Más cerca, mucho más cerca, pudo escuchársele a Luis Arconada decir que la clave radica en tener siempre una referencia. Un portero al que imitar, al que admirar, un espejo en el que mirarse. ¿Lo tiene Gorka Iraizoz, sobre el que recaen, desde su llegada, cientos -que digo cientos, miles...- de miradas recelosas? Es de suponer que sí. Y uno sospecha que puede ser José Ángel Iribar, la otra araña negra; el hombre que hizo del término cojonudo el más grande de los elogios, las manos que enmudecieron a Hampden Park, en Glasgow, tras una estirada a la escuadra, atenazando un balón y cayendo con él entre las manos, aquel por cuya sanación de unas fiebres se rezaron plegarias en medio Bilbao. Entre él, Carmelo Cedrún y Raimundo Pérez Lezama escribieron, de forma ininterrumpida, casi medio siglo de la portería de San Mamés. Tres porteros para cubrir 46 años.

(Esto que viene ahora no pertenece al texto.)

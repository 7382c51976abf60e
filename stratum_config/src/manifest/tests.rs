//! Unit tests for manifests, the store and per-system views.

use rstest::{fixture, rstest};
use serde_json::{Value, json};

use super::{FRAMEWORK, Manifest, ManifestStore, MetadataEntry, default_bindings, manifest_view};
use crate::{ActionKey, Binding, InputType, Node, System};

#[fixture]
fn toggle_manifest() -> Manifest {
    Manifest::new()
        .with_binding("A", "toggle", Binding::new(InputType::Keyboard, "F1"))
        .with_metadata(
            System::Keybinds,
            MetadataEntry::titled("A.toggle", "a.toggle.title", "a.toggle.desc"),
        )
}

#[test]
fn deserializes_full_manifest() {
    let manifest = Manifest::from_json(json!({
        "info": {
            "name": "Minimap",
            "version": "1.2.0",
            "description": "minimap.description",
            "links": {"homepage": "https://example.invalid/minimap"}
        },
        "config": {
            "allow_user_config": true,
            "user_configurable": ["ui", "keybinds"],
            "required_capabilities": ["render"]
        },
        "ui": {"opacity": 0.8},
        "keybinds": {"Minimap": {"toggle": [{"type": "keyboard", "key": "M"}]}},
        "metadata": {"ui": [{"path": "opacity", "title": "minimap.opacity"}]}
    }))
    .expect("manifest");
    assert!(manifest.info.has_description());
    assert!(manifest.config.has_settings());
    assert!(manifest.config.exposes(System::Keybinds));
    assert!(!manifest.config.exposes(System::Logging));
    assert_eq!(manifest.metadata.for_system(System::Ui).len(), 1);
    assert!(manifest.declares(System::Keybinds));
}

#[test]
fn policy_defaults_allow_user_config() {
    let manifest = Manifest::from_json(json!({})).expect("empty manifest");
    assert!(manifest.config.allow_user_config);
    assert!(!manifest.config.has_settings());
    assert!(manifest.info.is_empty());
}

#[test]
fn rejects_invalid_binding_in_manifest() {
    let raw = json!({"keybinds": {"A": {"toggle": [{"type": "pedal", "key": "1"}]}}});
    assert!(Manifest::from_json(raw).is_err());
}

#[rstest]
#[case::missing(None, false)]
#[case::null(Some(Value::Null), false)]
#[case::empty_object(Some(json!({})), false)]
#[case::populated(Some(json!({"level": "info"})), true)]
fn declares_only_real_content(#[case] defaults: Option<Value>, #[case] expected: bool) {
    let mut manifest = Manifest::new();
    manifest.logging = defaults;
    assert_eq!(manifest.declares(System::Logging), expected);
    assert_eq!(
        manifest_view(&manifest, System::Logging).is_some(),
        expected
    );
}

#[test]
fn metadata_wraps_plain_defaults() {
    let manifest = Manifest::new()
        .with_defaults(
            System::Ui,
            json!({"windows": {"main_window": {"is_visible": true}}}),
        )
        .with_metadata(
            System::Ui,
            MetadataEntry::titled(
                "windows.main_window.is_visible",
                "ui.visible",
                "ui.visible.desc",
            ),
        );
    let view = manifest_view(&manifest, System::Ui).expect("ui view");
    let node = view
        .get_path(&["windows", "main_window", "is_visible"])
        .expect("is_visible");
    assert!(node.is_annotated());
    assert_eq!(node.as_bool(), Some(true));
    assert_eq!(
        node.meta().and_then(|meta| meta.title.as_deref()),
        Some("ui.visible")
    );
}

#[test]
fn declared_meta_wins_over_metadata_entry() {
    let manifest = Manifest::new()
        .with_defaults(
            System::Settings,
            json!({"volume": {"value": 5, "meta": {"title": "inline.title"}}}),
        )
        .with_metadata(
            System::Settings,
            MetadataEntry::titled("volume", "list.title", "list.desc"),
        );
    let view = manifest_view(&manifest, System::Settings).expect("settings view");
    let meta = view.get("volume").and_then(Node::meta).expect("meta");
    assert_eq!(meta.title.as_deref(), Some("inline.title"));
    assert_eq!(meta.description.as_deref(), Some("list.desc"));
}

#[test]
fn metadata_for_missing_path_is_ignored() {
    let manifest = Manifest::new()
        .with_defaults(System::Logging, json!({"level": "info"}))
        .with_metadata(System::Logging, MetadataEntry::titled("sinks", "t", "d"));
    let view = manifest_view(&manifest, System::Logging).expect("logging view");
    assert_eq!(Value::from(&view), json!({"level": "info"}));
}

#[rstest]
fn keybinds_view_annotates_actions(toggle_manifest: Manifest) {
    let view = manifest_view(&toggle_manifest, System::Keybinds).expect("keybinds view");
    let action = view.get_path(&["A", "toggle"]).expect("action");
    assert!(action.is_annotated());
    let bindings = action.as_array().expect("bindings");
    assert_eq!(bindings.len(), 1);
    let binding = bindings
        .first()
        .map(Binding::from_node)
        .expect("first binding")
        .expect("valid binding");
    assert_eq!(binding.key, "F1");
}

#[rstest]
fn finds_default_bindings(toggle_manifest: Manifest) {
    let key = ActionKey::new("A", "toggle");
    assert_eq!(
        default_bindings(&toggle_manifest, &key).map(<[_]>::len),
        Some(1)
    );
    assert!(default_bindings(&toggle_manifest, &ActionKey::new("A", "other")).is_none());
}

#[rstest]
fn store_orders_framework_first(toggle_manifest: Manifest) {
    let mut store = ManifestStore::new();
    store.register("zeta", Manifest::new());
    store.register("A", toggle_manifest.clone());
    assert!(store.ensure_framework());
    assert!(!store.ensure_framework());
    let names: Vec<&str> = store.names().collect();
    assert_eq!(names, [FRAMEWORK, "A", "zeta"]);
    store.register("zeta", toggle_manifest);
    assert_eq!(
        store.declarers(&ActionKey::new("A", "toggle")),
        ["A", "zeta"]
    );
}

#[test]
fn framework_cannot_be_unregistered() {
    let mut store = ManifestStore::new();
    store.ensure_framework();
    store.register("plugin", Manifest::new());
    assert!(store.unregister(FRAMEWORK).is_none());
    assert!(store.unregister("plugin").is_some());
    assert_eq!(store.len(), 1);
}

#[test]
fn framework_default_declares_state_maps() {
    let manifest = Manifest::framework_default();
    let view = manifest_view(&manifest, System::Settings).expect("settings view");
    let states = view.get("plugin_states");
    assert!(states.is_some_and(|node| node.as_object().is_some()));
    assert!(view.get("hook_states").is_some());
    assert!(manifest.config.exposes(System::Settings));
}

Dicho esto habrá voces que hablen de sacrilegio por solo mencionar el nombre de Iraizoz junto al de estos monstruos de la portería. Nada más lejos de mi intención que compararles. Pero hay que advertir que mirarse en ese espejo es hacerlo en un laberinto de espejos deformantes porque no hay en la historia un caso semejante en un club: tanto tiempo con tan pocos porteros y de tanta talla. He ahí la rémora que lastra a todo el que ocupa la portería de San Mamés: se sube a un sagrado montículo y es mirado, casi, con exigencia científica.
El debate de la portería del Athletic -ese argumento está ya tan usado como los billetes de cinco euros...- es, desde entonces, inmortal. Iraizoz no es, está claro, un portero para la leyenda. Es uno más en el oficio, no uno más en los altares. Un portero con altibajos, irregular a veces, pero que se ha hecho un nombre entre su estirpe. Hablan de manos blandas, de fallos de colocación, de que juega demasiado adelantado y se cantan poco sus virtudes... La misma cantinela de todos los años. Acostumbrados a jugar con dioses (no olvidar al viejo Zubi...), vernos ahora rodeados de mortales nos sabe a poco.